Read the records below. Copy each line where the string "than" occurs.

**Records for this task:**
►

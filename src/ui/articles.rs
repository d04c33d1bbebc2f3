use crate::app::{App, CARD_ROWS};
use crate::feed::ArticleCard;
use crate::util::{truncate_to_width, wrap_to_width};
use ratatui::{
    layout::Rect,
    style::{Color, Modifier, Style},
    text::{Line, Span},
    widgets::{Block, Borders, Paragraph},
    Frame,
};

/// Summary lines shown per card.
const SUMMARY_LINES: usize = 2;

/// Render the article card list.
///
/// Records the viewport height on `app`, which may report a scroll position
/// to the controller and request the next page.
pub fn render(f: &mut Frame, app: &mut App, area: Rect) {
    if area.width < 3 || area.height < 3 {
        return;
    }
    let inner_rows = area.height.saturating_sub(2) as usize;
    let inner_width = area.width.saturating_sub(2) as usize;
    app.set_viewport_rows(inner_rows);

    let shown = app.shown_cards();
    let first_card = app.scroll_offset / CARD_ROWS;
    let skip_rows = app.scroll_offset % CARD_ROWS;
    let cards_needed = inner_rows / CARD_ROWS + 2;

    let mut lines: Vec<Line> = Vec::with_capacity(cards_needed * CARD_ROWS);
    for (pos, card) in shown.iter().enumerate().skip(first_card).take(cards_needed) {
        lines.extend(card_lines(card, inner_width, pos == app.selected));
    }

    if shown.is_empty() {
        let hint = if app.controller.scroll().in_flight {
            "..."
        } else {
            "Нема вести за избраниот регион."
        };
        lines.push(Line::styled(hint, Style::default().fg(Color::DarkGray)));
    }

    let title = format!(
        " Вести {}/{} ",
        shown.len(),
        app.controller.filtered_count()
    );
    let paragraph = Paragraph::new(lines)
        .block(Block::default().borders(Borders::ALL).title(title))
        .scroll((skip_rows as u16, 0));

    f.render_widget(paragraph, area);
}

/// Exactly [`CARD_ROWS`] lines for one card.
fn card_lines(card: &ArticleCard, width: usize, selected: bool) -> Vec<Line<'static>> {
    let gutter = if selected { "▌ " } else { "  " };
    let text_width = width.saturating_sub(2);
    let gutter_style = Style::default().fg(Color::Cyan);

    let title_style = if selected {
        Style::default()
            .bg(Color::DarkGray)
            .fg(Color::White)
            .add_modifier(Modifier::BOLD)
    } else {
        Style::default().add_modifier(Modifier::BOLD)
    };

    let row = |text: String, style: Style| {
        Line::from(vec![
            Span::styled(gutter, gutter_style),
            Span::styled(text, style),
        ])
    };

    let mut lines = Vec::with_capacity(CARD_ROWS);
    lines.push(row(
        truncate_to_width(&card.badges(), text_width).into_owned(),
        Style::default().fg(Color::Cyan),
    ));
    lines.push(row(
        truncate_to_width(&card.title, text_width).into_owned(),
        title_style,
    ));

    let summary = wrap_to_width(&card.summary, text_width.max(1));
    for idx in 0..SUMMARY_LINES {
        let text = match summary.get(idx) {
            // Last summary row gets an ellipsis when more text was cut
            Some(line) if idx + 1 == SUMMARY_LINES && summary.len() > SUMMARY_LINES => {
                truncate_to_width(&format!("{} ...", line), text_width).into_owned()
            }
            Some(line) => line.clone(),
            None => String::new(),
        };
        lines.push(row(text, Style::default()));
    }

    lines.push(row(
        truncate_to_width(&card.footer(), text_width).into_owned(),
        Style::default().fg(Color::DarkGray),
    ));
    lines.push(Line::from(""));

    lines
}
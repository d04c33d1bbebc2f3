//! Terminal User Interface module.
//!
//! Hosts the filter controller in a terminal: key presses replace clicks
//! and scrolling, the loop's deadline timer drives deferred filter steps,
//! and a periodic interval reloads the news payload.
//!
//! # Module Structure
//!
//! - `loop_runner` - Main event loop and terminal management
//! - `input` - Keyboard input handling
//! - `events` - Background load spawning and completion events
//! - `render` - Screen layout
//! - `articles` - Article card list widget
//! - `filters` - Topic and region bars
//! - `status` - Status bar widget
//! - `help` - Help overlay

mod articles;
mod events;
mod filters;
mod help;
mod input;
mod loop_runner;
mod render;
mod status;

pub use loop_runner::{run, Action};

◄
►

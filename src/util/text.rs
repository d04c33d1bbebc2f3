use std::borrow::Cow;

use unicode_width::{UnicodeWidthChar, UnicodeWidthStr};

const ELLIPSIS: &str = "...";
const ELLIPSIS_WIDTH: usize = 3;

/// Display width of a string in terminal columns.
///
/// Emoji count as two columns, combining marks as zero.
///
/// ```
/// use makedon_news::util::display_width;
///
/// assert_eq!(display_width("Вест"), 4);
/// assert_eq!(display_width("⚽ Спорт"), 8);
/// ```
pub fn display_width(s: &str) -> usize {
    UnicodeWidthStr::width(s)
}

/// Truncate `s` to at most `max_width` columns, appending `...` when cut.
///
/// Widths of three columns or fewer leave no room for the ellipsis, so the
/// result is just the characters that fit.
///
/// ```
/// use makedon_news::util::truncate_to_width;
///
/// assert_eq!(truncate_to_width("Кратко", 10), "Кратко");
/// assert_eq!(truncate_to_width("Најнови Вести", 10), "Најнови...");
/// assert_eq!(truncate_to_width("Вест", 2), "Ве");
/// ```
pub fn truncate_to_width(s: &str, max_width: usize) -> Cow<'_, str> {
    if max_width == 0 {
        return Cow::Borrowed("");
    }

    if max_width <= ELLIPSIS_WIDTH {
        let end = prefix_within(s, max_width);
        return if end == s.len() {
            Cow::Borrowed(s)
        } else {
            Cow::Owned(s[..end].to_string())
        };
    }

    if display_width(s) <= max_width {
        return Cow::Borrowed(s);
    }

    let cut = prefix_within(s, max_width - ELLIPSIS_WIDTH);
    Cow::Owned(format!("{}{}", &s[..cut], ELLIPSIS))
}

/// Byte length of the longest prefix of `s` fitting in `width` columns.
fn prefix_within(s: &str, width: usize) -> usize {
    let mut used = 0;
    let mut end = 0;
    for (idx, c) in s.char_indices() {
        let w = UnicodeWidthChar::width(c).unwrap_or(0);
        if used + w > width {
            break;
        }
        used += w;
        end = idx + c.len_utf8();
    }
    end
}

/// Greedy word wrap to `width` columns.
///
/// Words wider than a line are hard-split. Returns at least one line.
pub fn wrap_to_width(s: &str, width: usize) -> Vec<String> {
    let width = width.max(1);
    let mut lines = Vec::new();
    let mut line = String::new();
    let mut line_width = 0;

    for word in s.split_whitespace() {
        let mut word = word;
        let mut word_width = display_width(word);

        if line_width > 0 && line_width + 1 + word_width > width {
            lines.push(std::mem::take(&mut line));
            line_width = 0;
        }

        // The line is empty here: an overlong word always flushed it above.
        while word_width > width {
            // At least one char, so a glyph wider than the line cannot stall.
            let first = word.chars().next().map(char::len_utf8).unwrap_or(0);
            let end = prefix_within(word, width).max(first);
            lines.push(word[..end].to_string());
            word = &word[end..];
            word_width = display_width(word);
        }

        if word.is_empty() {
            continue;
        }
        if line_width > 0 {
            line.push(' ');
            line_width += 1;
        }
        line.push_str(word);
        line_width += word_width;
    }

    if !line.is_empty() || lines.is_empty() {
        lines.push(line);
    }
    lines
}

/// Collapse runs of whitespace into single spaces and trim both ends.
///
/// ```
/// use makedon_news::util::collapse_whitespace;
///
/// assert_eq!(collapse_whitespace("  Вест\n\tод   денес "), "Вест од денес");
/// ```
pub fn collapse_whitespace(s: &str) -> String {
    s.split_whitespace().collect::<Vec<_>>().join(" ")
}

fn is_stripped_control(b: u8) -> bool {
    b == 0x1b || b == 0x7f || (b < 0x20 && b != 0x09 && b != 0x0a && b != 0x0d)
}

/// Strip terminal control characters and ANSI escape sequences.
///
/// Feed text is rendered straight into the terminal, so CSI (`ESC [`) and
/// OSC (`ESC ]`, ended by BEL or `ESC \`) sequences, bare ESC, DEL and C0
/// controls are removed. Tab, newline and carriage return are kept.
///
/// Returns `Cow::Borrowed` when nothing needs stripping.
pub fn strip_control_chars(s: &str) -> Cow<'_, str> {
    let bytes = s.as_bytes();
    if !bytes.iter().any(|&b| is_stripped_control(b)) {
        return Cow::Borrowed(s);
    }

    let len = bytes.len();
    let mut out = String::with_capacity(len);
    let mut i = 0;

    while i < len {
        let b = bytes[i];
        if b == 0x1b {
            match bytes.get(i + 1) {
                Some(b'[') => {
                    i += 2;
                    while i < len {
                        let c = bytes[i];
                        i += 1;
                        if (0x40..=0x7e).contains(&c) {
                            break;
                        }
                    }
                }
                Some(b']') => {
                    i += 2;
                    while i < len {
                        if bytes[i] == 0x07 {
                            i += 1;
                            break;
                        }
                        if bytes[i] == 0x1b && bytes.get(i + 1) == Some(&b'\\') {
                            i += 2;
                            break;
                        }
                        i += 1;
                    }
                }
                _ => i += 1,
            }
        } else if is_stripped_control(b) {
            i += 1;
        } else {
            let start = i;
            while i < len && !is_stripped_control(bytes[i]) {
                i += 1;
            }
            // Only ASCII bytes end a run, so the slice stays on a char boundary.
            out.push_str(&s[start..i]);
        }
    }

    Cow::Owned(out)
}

◄

**Result of this exercise:**
/// Words wider than a line are hard-split. Returns at least one line.
            // At least one char, so a glyph wider than the line cannot stall.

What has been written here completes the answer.